Activity: Collect all lines from the records below that include the word "exercise".
● ● ● ● ●
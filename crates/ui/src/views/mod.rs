mod exercise;
mod header;
mod selector;
mod state;
mod summary;

#[cfg(test)]
mod test_harness;
#[cfg(test)]
mod view_smoke;

pub use exercise::ExerciseView;
pub use header::Header;
pub use selector::DifficultySelectionView;
pub use state::ViewError;
pub use summary::SessionSummaryView;

#[cfg(test)]
pub(crate) use exercise::ExerciseTestHandle;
● ● ● ● ●
Written answer:
mod exercise;
pub use exercise::ExerciseView;
pub(crate) use exercise::ExerciseTestHandle;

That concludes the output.